As background, in exchange for Medicaid and Medicare Part B coverage of drug manufacturers’ products, the federal 340B drug discount program requires drug manufacturers “offer each covered entity covered outpatient drugs for purchase at or below the [340B Program ceiling price.]”[2] This requirement is not qualified, restricted, or dependent on how the covered entity chooses to distribute the covered outpatient drugs to its patients. Manufacturers who fail to sell 340B Program-eligible drugs at or below of the 340B Program ceiling price risk having to repay covered entities for overcharges and also risk termination of Medicaid and Medicare Part B coverage of their products. Further, a manufacturer that knowingly and intentionally charges a covered entity more than the 340B Program ceiling price for a covered outpatient drug may be subject to civil monetary penalties not to exceed $5,000 for each instance of overcharging, as well as repayment for any instance of overcharging.[3]

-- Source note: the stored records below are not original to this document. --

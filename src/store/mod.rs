//! Vector storage backends.
//!
//! Two backends sit behind [`VectorStore`]: an embedded SQLite table that
//! keeps full chunk metadata in columns, and a Qdrant collection reached
//! over HTTP that stores a minimal payload and leaves file-derived
//! metadata to be reconstructed at query time. Both return raw distances;
//! score normalization happens in the search layer.

use std::collections::HashSet;
use std::fs;
use std::path::Path;

use async_trait::async_trait;
use serde::{Deserialize, Serialize};

use crate::config::VectorConfig;
use crate::error::MemoryError;
use crate::models::VectorRecord;

pub mod qdrant;
pub mod sqlite;

/// Distance metric for vector search. Backends compute the raw distance;
/// cosine distance is `1 - cos(a, b)` in `[0, 2]`, L2 is the Euclidean
/// distance in `[0, inf)`.
#[derive(Debug, Clone, Copy, PartialEq, Eq, Serialize, Deserialize, Default)]
#[serde(rename_all = "lowercase")]
pub enum Metric {
    #[default]
    Cosine,
    L2,
}

impl Metric {
    pub fn parse(s: &str) -> Option<Metric> {
        match s {
            "cosine" => Some(Metric::Cosine),
            "l2" => Some(Metric::L2),
            _ => None,
        }
    }
}

/// Sidecar record written after a successful indexing run. Queries read it
/// to pin the embedding provider and score formula to whatever built the
/// index.
#[derive(Debug, Clone, Serialize, Deserialize)]
pub struct IndexMetadata {
    pub provider: String,
    pub dimension: usize,
    #[serde(default)]
    pub metric: Metric,
}

/// Read `metadata.json` from the index directory. A missing file means no
/// index has ever been built.
pub fn read_metadata(dir: &Path) -> Result<Option<IndexMetadata>, MemoryError> {
    let path = dir.join("metadata.json");
    if !path.exists() {
        return Ok(None);
    }
    let raw = fs::read_to_string(&path)?;
    let meta = serde_json::from_str(&raw)
        .map_err(|e| MemoryError::BackendFailure(format!("Invalid index metadata: {}", e)))?;
    Ok(Some(meta))
}

/// Write `metadata.json`, creating the directory if needed. Called only
/// after vectors have landed in the store, so a crash mid-index leaves the
/// metadata describing the previous complete state.
pub fn write_metadata(dir: &Path, meta: &IndexMetadata) -> Result<(), MemoryError> {
    fs::create_dir_all(dir)?;
    let raw = serde_json::to_string_pretty(meta)
        .map_err(|e| MemoryError::BackendFailure(e.to_string()))?;
    fs::write(dir.join("metadata.json"), raw)?;
    Ok(())
}

/// Storage backend for embedded chunks.
///
/// `search` returns `(record, distance)` pairs in ascending distance
/// order, truncated to `top_k`.
#[async_trait]
pub trait VectorStore: Send + Sync {
    /// Whether the store holds any vectors.
    async fn is_initialized(&self) -> Result<bool, MemoryError>;

    /// Whether a chunk with this content hash is already stored.
    async fn contains_hash(&self, hash: &str) -> Result<bool, MemoryError>;

    /// All stored content hashes, for bulk dedup during indexing.
    async fn content_hashes(&self) -> Result<HashSet<String>, MemoryError>;

    /// Insert or replace records keyed by chunk id.
    async fn upsert(&self, records: &[VectorRecord]) -> Result<(), MemoryError>;

    /// Remove all stored vectors.
    async fn clear(&self) -> Result<(), MemoryError>;

    /// Nearest neighbors of `vector` under `metric`.
    async fn search(
        &self,
        vector: &[f32],
        top_k: usize,
        metric: Metric,
    ) -> Result<Vec<(VectorRecord, f32)>, MemoryError>;
}

/// Open the backend named in the config.
pub async fn open_store(config: &VectorConfig) -> Result<Box<dyn VectorStore>, MemoryError> {
    match config.backend.as_str() {
        "sqlite" => Ok(Box::new(sqlite::SqliteVectorStore::open(config).await?)),
        "qdrant" => Ok(Box::new(qdrant::QdrantStore::new(config)?)),
        other => Err(MemoryError::DependencyMissing(format!(
            "Unknown vector backend: '{}'",
            other
        ))),
    }
}

/// Serialize an f32 vector to bytes (little-endian).
pub fn vec_to_blob(vec: &[f32]) -> Vec<u8> {
    let mut blob = Vec::with_capacity(vec.len() * 4);
    for v in vec {
        blob.extend_from_slice(&v.to_le_bytes());
    }
    blob
}

/// Deserialize bytes back to an f32 vector.
pub fn blob_to_vec(blob: &[u8]) -> Vec<f32> {
    blob.chunks_exact(4)
        .map(|chunk| f32::from_le_bytes([chunk[0], chunk[1], chunk[2], chunk[3]]))
        .collect()
}

/// Cosine similarity between two vectors. Returns 0 for mismatched
/// lengths or zero-magnitude inputs.
pub fn cosine_similarity(a: &[f32], b: &[f32]) -> f32 {
    if a.len() != b.len() || a.is_empty() {
        return 0.0;
    }

    let mut dot = 0.0f32;
    let mut norm_a = 0.0f32;
    let mut norm_b = 0.0f32;

    for i in 0..a.len() {
        dot += a[i] * b[i];
        norm_a += a[i] * a[i];
        norm_b += b[i] * b[i];
    }

    if norm_a == 0.0 || norm_b == 0.0 {
        return 0.0;
    }

    dot / (norm_a.sqrt() * norm_b.sqrt())
}

/// Raw distance between two vectors under `metric`.
pub fn distance(a: &[f32], b: &[f32], metric: Metric) -> f32 {
    match metric {
        Metric::Cosine => 1.0 - cosine_similarity(a, b),
        Metric::L2 => {
            if a.len() != b.len() {
                return f32::INFINITY;
            }
            a.iter()
                .zip(b.iter())
                .map(|(x, y)| (x - y) * (x - y))
                .sum::<f32>()
                .sqrt()
        }
    }
}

Despite the foregoing CMP risks, certain drug manufacturers have, over the past two years, refused to sell 340B Program-eligible drugs to covered entities that utilize a contract pharmacy and either: (a) outright own a pharmacy; or (b) have a contract with one or more other contract pharmacies. Specifically, these drug manufacturers allege the 340B Program statute permits them to restrict sales of 340B Program-eligible drugs to covered entities on the basis of contract pharmacy usage because contract pharmacies are not expressly contemplated by the 340B Program statute. Such manufacturer restrictions have caused safety net health care providers to incur substantial financial losses and required many providers to significantly alter their 340B Program-related operations.
In May 2021, as a result of the foregoing manufacturer restrictions, HHS sent letters to six drug manufacturers advising continued refusal to sell 340B Program-eligible drugs to covered entities based upon contract pharmacy usage “resulted in overcharges and is in direct violation of the 340B statute.”[4] HHS further advised that CMPs could be levied against such manufacturers depending upon the manufacturers’ willingness to comply with the 340B Program statute. Despite HHS’ letter, each named manufacturer continued to restrict 340B Program-eligible drug sales based upon covered entities’ contract pharmacy usage.
As a result of these manufacturers’ continued use of sales restrictions, HRSA has since referred the manufacturers’ matters to OIG for possible imposition of CMPs. Should CMPs be imposed, it is likely the manufacturers will challenge the CMPs through litigation. In effect, HRSA’s referral to OIG could cause the issue of manufacturer restrictions on 340B sales to work its way out of an administrative gray area and into court for resolution.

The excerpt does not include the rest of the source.